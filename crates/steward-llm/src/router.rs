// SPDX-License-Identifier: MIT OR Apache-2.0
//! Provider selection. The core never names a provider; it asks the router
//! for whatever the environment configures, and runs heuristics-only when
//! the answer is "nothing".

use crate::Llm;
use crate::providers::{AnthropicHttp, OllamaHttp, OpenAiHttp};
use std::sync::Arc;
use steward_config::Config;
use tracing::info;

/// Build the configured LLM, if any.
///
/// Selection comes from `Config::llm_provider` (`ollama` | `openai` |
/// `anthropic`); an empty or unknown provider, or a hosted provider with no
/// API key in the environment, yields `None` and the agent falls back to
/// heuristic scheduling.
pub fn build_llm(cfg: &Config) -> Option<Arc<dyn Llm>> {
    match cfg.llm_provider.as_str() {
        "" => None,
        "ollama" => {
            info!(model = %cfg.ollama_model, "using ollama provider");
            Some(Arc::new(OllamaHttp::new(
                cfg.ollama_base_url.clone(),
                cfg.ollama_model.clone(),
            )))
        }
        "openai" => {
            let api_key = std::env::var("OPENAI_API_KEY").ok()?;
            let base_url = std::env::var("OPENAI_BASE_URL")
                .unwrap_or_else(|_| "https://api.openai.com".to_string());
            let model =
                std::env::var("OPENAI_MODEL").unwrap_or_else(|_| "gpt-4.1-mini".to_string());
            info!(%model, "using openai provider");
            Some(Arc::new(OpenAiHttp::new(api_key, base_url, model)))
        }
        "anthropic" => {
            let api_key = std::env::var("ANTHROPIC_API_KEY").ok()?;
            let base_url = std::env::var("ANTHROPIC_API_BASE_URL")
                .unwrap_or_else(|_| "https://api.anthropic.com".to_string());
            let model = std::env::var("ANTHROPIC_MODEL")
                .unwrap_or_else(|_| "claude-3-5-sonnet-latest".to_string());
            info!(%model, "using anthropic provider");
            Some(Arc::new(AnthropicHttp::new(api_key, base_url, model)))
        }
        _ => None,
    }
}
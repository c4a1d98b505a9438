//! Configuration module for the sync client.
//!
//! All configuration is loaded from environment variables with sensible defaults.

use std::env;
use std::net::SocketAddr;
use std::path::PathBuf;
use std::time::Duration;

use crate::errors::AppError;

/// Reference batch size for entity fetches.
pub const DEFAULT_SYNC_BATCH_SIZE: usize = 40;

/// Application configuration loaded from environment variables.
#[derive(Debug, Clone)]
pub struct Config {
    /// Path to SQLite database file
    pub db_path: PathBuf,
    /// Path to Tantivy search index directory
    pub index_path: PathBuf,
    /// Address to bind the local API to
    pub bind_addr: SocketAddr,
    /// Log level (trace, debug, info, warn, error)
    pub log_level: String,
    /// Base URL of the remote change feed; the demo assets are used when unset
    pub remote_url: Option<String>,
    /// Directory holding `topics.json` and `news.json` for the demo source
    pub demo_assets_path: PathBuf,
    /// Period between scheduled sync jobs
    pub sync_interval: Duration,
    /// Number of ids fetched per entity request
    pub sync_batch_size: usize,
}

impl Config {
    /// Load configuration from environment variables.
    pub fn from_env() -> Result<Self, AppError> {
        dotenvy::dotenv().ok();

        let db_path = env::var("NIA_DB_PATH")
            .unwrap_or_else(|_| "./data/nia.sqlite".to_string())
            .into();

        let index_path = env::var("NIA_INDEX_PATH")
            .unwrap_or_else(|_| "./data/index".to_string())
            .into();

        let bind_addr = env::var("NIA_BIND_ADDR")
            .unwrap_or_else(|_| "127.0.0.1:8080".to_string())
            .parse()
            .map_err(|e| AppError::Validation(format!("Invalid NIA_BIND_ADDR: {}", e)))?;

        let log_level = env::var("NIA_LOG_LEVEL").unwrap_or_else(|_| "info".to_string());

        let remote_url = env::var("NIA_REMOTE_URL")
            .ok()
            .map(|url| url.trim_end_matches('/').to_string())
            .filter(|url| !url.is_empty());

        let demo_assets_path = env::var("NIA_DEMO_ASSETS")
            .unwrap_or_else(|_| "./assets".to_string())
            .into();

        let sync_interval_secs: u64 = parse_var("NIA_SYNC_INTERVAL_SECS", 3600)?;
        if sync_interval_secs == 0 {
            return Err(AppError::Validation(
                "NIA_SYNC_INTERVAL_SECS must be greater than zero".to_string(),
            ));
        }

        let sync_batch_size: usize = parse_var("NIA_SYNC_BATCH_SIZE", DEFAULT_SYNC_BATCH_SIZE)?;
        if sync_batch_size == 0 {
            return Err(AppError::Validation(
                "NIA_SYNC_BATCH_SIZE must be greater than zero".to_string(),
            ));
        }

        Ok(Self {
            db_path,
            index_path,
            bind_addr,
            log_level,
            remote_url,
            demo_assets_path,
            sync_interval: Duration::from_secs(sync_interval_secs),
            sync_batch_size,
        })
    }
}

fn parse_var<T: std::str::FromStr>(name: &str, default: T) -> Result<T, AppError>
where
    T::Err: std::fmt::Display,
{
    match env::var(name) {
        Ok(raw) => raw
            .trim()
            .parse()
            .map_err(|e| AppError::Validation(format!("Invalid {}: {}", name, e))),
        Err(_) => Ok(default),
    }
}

EXERCISE DIRECTIONS ->
Everything in the listing must be written out again without any change.

FINAL ANSWER ->
filename crates/steward-llm/src/router.rs
// SPDX-License-Identifier: MIT OR Apache-2.0
//! Provider selection. The core never names a provider; it asks the router
//! for whatever the environment configures, and runs heuristics-only when
//! the answer is "nothing".

use crate::Llm;
use crate::providers::{AnthropicHttp, OllamaHttp, OpenAiHttp};
use std::sync::Arc;
use steward_config::Config;
use tracing::info;

/// Build the configured LLM, if any.
///
/// Selection comes from `Config::llm_provider` (`ollama` | `openai` |
/// `anthropic`); an empty or unknown provider, or a hosted provider with no
/// API key in the environment, yields `None` and the agent falls back to
/// heuristic scheduling.
pub fn build_llm(cfg: &Config) -> Option<Arc<dyn Llm>> {
    match cfg.llm_provider.as_str() {
        "" => None,
        "ollama" => {
            info!(model = %cfg.ollama_model, "using ollama provider");
            Some(Arc::new(OllamaHttp::new(
                cfg.ollama_base_url.clone(),
                cfg.ollama_model.clone(),
            )))
        }
        "openai" => {
            let api_key = std::env::var("OPENAI_API_KEY").ok()?;
            let base_url = std::env::var("OPENAI_BASE_URL")
                .unwrap_or_else(|_| "https://api.openai.com".to_string());
            let model =
                std::env::var("OPENAI_MODEL").unwrap_or_else(|_| "gpt-4.1-mini".to_string());
            info!(%model, "using openai provider");
            Some(Arc::new(OpenAiHttp::new(api_key, base_url, model)))
        }
        "anthropic" => {
            let api_key = std::env::var("ANTHROPIC_API_KEY").ok()?;
            let base_url = std::env::var("ANTHROPIC_API_BASE_URL")
                .unwrap_or_else(|_| "https://api.anthropic.com".to_string());
            let model = std::env::var("ANTHROPIC_MODEL")
                .unwrap_or_else(|_| "claude-3-5-sonnet-latest".to_string());
            info!(%model, "using anthropic provider");
            Some(Arc::new(AnthropicHttp::new(api_key, base_url, model)))
        }
        _ => None,
    }
}
repository c4a1d98b505a9438
//! Configuration module for the sync client.
//!
//! All configuration is loaded from environment variables with sensible defaults.

use std::env;
use std::net::SocketAddr;
use std::path::PathBuf;
use std::time::Duration;

use crate::errors::AppError;

/// Reference batch size for entity fetches.
pub const DEFAULT_SYNC_BATCH_SIZE: usize = 40;

/// Application configuration loaded from environment variables.
#[derive(Debug, Clone)]
pub struct Config {
    /// Path to SQLite database file
    pub db_path: PathBuf,
    /// Path to Tantivy search index directory
    pub index_path: PathBuf,
    /// Address to bind the local API to
    pub bind_addr: SocketAddr,
    /// Log level (trace, debug, info, warn, error)
    pub log_level: String,
    /// Base URL of the remote change feed; the demo assets are used when unset
    pub remote_url: Option<String>,
    /// Directory holding `topics.json` and `news.json` for the demo source
    pub demo_assets_path: PathBuf,
    /// Period between scheduled sync jobs
    pub sync_interval: Duration,
    /// Number of ids fetched per entity request
    pub sync_batch_size: usize,
}

impl Config {
    /// Load configuration from environment variables.
    pub fn from_env() -> Result<Self, AppError> {
        dotenvy::dotenv().ok();

        let db_path = env::var("NIA_DB_PATH")
            .unwrap_or_else(|_| "./data/nia.sqlite".to_string())
            .into();

        let index_path = env::var("NIA_INDEX_PATH")
            .unwrap_or_else(|_| "./data/index".to_string())
            .into();

        let bind_addr = env::var("NIA_BIND_ADDR")
            .unwrap_or_else(|_| "127.0.0.1:8080".to_string())
            .parse()
            .map_err(|e| AppError::Validation(format!("Invalid NIA_BIND_ADDR: {}", e)))?;

        let log_level = env::var("NIA_LOG_LEVEL").unwrap_or_else(|_| "info".to_string());

        let remote_url = env::var("NIA_REMOTE_URL")
            .ok()
            .map(|url| url.trim_end_matches('/').to_string())
            .filter(|url| !url.is_empty());

        let demo_assets_path = env::var("NIA_DEMO_ASSETS")
            .unwrap_or_else(|_| "./assets".to_string())
            .into();

        let sync_interval_secs: u64 = parse_var("NIA_SYNC_INTERVAL_SECS", 3600)?;
        if sync_interval_secs == 0 {
            return Err(AppError::Validation(
                "NIA_SYNC_INTERVAL_SECS must be greater than zero".to_string(),
            ));
        }

        let sync_batch_size: usize = parse_var("NIA_SYNC_BATCH_SIZE", DEFAULT_SYNC_BATCH_SIZE)?;
        if sync_batch_size == 0 {
            return Err(AppError::Validation(
                "NIA_SYNC_BATCH_SIZE must be greater than zero".to_string(),
            ));
        }

        Ok(Self {
            db_path,
            index_path,
            bind_addr,
            log_level,
            remote_url,
            demo_assets_path,
            sync_interval: Duration::from_secs(sync_interval_secs),
            sync_batch_size,
        })
    }
}

fn parse_var<T: std::str::FromStr>(name: &str, default: T) -> Result<T, AppError>
where
    T::Err: std::fmt::Display,
{
    match env::var(name) {
        Ok(raw) => raw
            .trim()
            .parse()
            .map_err(|e| AppError::Validation(format!("Invalid {}: {}", name, e))),
        Err(_) => Ok(default),
    }
}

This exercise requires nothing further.